I was watching my newly purchased Blu-Ray of Avatar tonight, when it suddenly hit me that I forgot to write my blog.
Nah, just kidding, I never forget…
While I’m on the subject of movies though, I figure now would be a good time for me to talk about my feelings on motion capture technology; something that Avatar couldn’t have been made without.
I’ve always been fascinated by the artistry of the human body in motion.
I’m a firm believer in the concept that much of how we communicate our image and demeanor to the the people around us, stems from our body language.
That being said, whether it be in stage acting, professional wrestling, dance, mime, sports, or fighting; a person’s character, both fictionalized or genuine; shines through in the manner in which the move their body.
For me, a person that doesn’t converse with new people often, or well for that matter; being able to understand gesticulations and body language goes a long way towards getting to know people.
Though I can’t pin down the first time I saw it in action, motion capture technology is an amazing tool that I’ve grown to love very much.
The basic concept of it alone is utterly intriguing to the point in which I found myself wanting to be involved with it at some point.
Seriously, if you know anyone with an “in” to the motion capture industry, let me know!
For those who are unaware, motion capture is a technology that uses a specialized camera and computerized tracking system to map out and record the movements of a subject’s form.

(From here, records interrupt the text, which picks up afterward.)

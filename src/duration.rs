#![forbid(unsafe_code)]

//! ISO-8601 video duration handling.
//!
//! The Data API encodes durations as `PT#H#M#S` with any subset of the three
//! units present, always in that order. Days and larger units never show up
//! for regular uploads, so anything outside `PT` is rejected.

use crate::error::YouTubeError;

const UNITS: [(char, u64); 3] = [('H', 3600), ('M', 60), ('S', 1)];

/// Parses a `PT#H#M#S` duration into total whole seconds.
///
/// Absent units contribute zero; a bare `PT` is zero seconds. Any non-numeric
/// component or leftover text after the unit markers is a hard error rather
/// than a silent zero.
pub fn parse_duration(raw: &str) -> Result<u64, YouTubeError> {
    let mut rest = raw
        .strip_prefix("PT")
        .ok_or_else(|| YouTubeError::MalformedDuration(raw.to_string()))?;

    let mut total = 0u64;
    for (marker, seconds_per_unit) in UNITS {
        if let Some((value, tail)) = rest.split_once(marker) {
            let count: u64 = value
                .parse()
                .map_err(|_| YouTubeError::MalformedDuration(raw.to_string()))?;
            total += count * seconds_per_unit;
            rest = tail;
        }
    }

    // Out-of-order units ("PT30S1H") or trailing junk leave text behind.
    if !rest.is_empty() {
        return Err(YouTubeError::MalformedDuration(raw.to_string()));
    }
    Ok(total)
}

/// Renders seconds as `M:SS` or `H:MM:SS` for display next to titles.
pub fn format_duration(total_secs: u64) -> String {
    let hours = total_secs / 3600;
    let minutes = (total_secs % 3600) / 60;
    let seconds = total_secs % 60;
    if hours > 0 {
        format!("{hours}:{minutes:02}:{seconds:02}")
    } else {
        format!("{minutes}:{seconds:02}")
    }
}

#[cfg(test)]
mod tests {
    use super::*;

    #[test]
    fn parses_full_and_partial_unit_sets() {
        assert_eq!(parse_duration("PT1H2M30S").unwrap(), 3750);
        assert_eq!(parse_duration("PT1H1M2S").unwrap(), 3662);
        assert_eq!(parse_duration("PT45S").unwrap(), 45);
        assert_eq!(parse_duration("PT2H").unwrap(), 7200);
        assert_eq!(parse_duration("PT10M").unwrap(), 600);
        assert_eq!(parse_duration("PT1H30S").unwrap(), 3630);
        assert_eq!(parse_duration("PT").unwrap(), 0);
    }

    #[test]
    fn totals_match_manual_component_sums() {
        for (hours, minutes, seconds) in [(0, 0, 7), (0, 59, 59), (3, 0, 1), (12, 34, 56)] {
            let encoded = format!("PT{hours}H{minutes}M{seconds}S");
            let expected = hours * 3600 + minutes * 60 + seconds;
            assert_eq!(parse_duration(&encoded).unwrap(), expected);
        }
    }

    #[test]
    fn rejects_malformed_input() {
        for bad in ["1H2M", "PT1HM", "PTxS", "PT4X", "PT30S1H", "P1D", ""] {
            let err = parse_duration(bad).unwrap_err();
            assert!(
                matches!(err, YouTubeError::MalformedDuration(_)),
                "expected MalformedDuration for {bad:?}"
            );
        }
    }

    #[test]
    fn formats_for_display() {
        assert_eq!(format_duration(65), "1:05");
        assert_eq!(format_duration(3725), "1:02:05");
        assert_eq!(format_duration(0), "0:00");
        assert_eq!(format_duration(3600), "1:00:00");
    }
}
#![forbid(unsafe_code)]

//! CSV export for collected comments.
//!
//! Writes UTF-8 with RFC-4180 quoting: fields containing the delimiter,
//! quotes, or line breaks are wrapped in double quotes with embedded quotes
//! doubled. Nothing else is escaped, so non-ASCII authors and comment text
//! pass through untouched.

use std::borrow::Cow;
use std::fs::{self, File};
use std::io::{self, BufWriter, Write};
use std::path::{Path, PathBuf};

use anyhow::{Context, Result};

use crate::comments::CommentRecord;

const HEADER: [&str; 4] = ["Number", "Timestamp", "Author", "Comment"];

/// Writes `comments` to `<data_dir>/<file_name>`, creating the directory if
/// needed, and returns the resolved path. Rows are numbered from 1 in arrival
/// order; the file is flushed before the handle is dropped so write errors
/// surface here instead of at close time.
pub fn write_comments_csv(
    comments: &[CommentRecord],
    data_dir: &Path,
    file_name: &str,
) -> Result<PathBuf> {
    fs::create_dir_all(data_dir)
        .with_context(|| format!("creating data directory {}", data_dir.display()))?;

    let path = data_dir.join(file_name);
    let file =
        File::create(&path).with_context(|| format!("creating {}", path.display()))?;
    let mut writer = BufWriter::new(file);

    write_row(&mut writer, &HEADER)
        .with_context(|| format!("writing header to {}", path.display()))?;
    for (index, comment) in comments.iter().enumerate() {
        let number = (index + 1).to_string();
        write_row(
            &mut writer,
            &[&number, &comment.timestamp, &comment.author, &comment.text],
        )
        .with_context(|| format!("writing row {} to {}", index + 1, path.display()))?;
    }
    writer
        .flush()
        .with_context(|| format!("flushing {}", path.display()))?;

    Ok(path)
}

fn write_row<W: Write>(writer: &mut W, fields: &[&str]) -> io::Result<()> {
    for (index, field) in fields.iter().enumerate() {
        if index > 0 {
            writer.write_all(b",")?;
        }
        writer.write_all(quote_field(field).as_bytes())?;
    }
    writer.write_all(b"\r\n")
}

fn quote_field(field: &str) -> Cow<'_, str> {
    if field.contains(['"', ',', '\n', '\r']) {
        Cow::Owned(format!("\"{}\"", field.replace('"', "\"\"")))
    } else {
        Cow::Borrowed(field)
    }
}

Using the data recorded through this process, said movements can then be transposed onto the anatomy of a digital character.
In the context of movie or videogame production, doing so allows CGI animators to save (some) time by using actual human actors to map out a performance for digital characters, which can then be finessed or tweaked further by the animators.
In many ways, it’s the heir apparent to the classic animation technique of rotoscoping.
In many ways, the largest benefit of motion capture technology, is that it grants directors and animators an incredible degree of control over their projects.
If George Lucas is any indication, control is something that is very important to filmmakers.
They say some of the best moments in film history have been the results of happy coincidences, or even mistakes.
While that may be true, CGI stands as a counter to that, as a tool that allows filmmakers a degree of control that makes the word “mistake” seem almost obsolete.
CGI allows directors to create and animate just about any imagery that pops into their head, but motion capture technology allows them the ability to continue to work with actors, while taking advantage of the technology to precisely extract the desired performance from said actors.
While I don’t see live-action movies going away at any point in human existence, the inherent possibilities of producing digital motion captured films are downright incredible.
Think of it this way:
When producing CGI films with motion captured performances, one gains the freedom to set their film anywhere they want, populated by whatever they want.
They also retain the ability to cast big-name actors that put asses in the seats, not to mention gain the capacity to modify the actor’s appearance to their liking.
Not only that, motion capture also allows for stunt actors to be inserted into scenes without having to be shot at distance or from behind, as the whole process would be seamless.
Come to think of it, the whole concept of “stunts” as a whole could potentially be removed when making a motion captured film.
After all, the whole thing is performed in a sound stage, not to mention the actor can be “removed” from scenes whenever necessary, thereby allowing the animators to take over for the dangerous or “un-performable” sequences.
To me though, the most interesting aspect of motion capture in film, is it’s effect on the acting process.
Acting in a green room, surrounded by artifice, actors have to dig deep and use their imagination to summon strong performances.
In short, more stress is put on the actor to use their body to convincingly occupy the digital landscape their character inhabits.
From the audience’s perspective, I find it changes how we view these performances as well.
While I myself am normally attuned to the physical aspects of an actors performance, when I watch motion captured performances, I find myself drawn to dig a little deeper.
I can’t tell you how much fun it is to see a digital character walk around in a movie, only to find the tiniest little inkling of evidence of the fact that you are in fact seeing a familiar actor, give a performance in an unfamiliar shell.
When Haruo Nakajima stomped around in a Godzilla suit, you could instantly tell it was him by the “largeness” and sheer character of his movements.
When Peter Weller was switched out in favor of Robert John Burke (the fattie from Thinner) in Robocop 3, we were all up in arms; not just because that movie sucked, but because Burke’s physical performance simply wasn’t Robocop.
While motion captured performances will never beat good ‘ole “man-in-suit” acting, the concept is similar enough that is brings me great joy to watch.
I look forward to seeing the day when Donnie Yen steps into the motion capture studio and shows us what motion capture pictures have been missing out on.
Seriously, why the fuck hasn’t anyone made a martial arts movie in mo-cap yet, huh?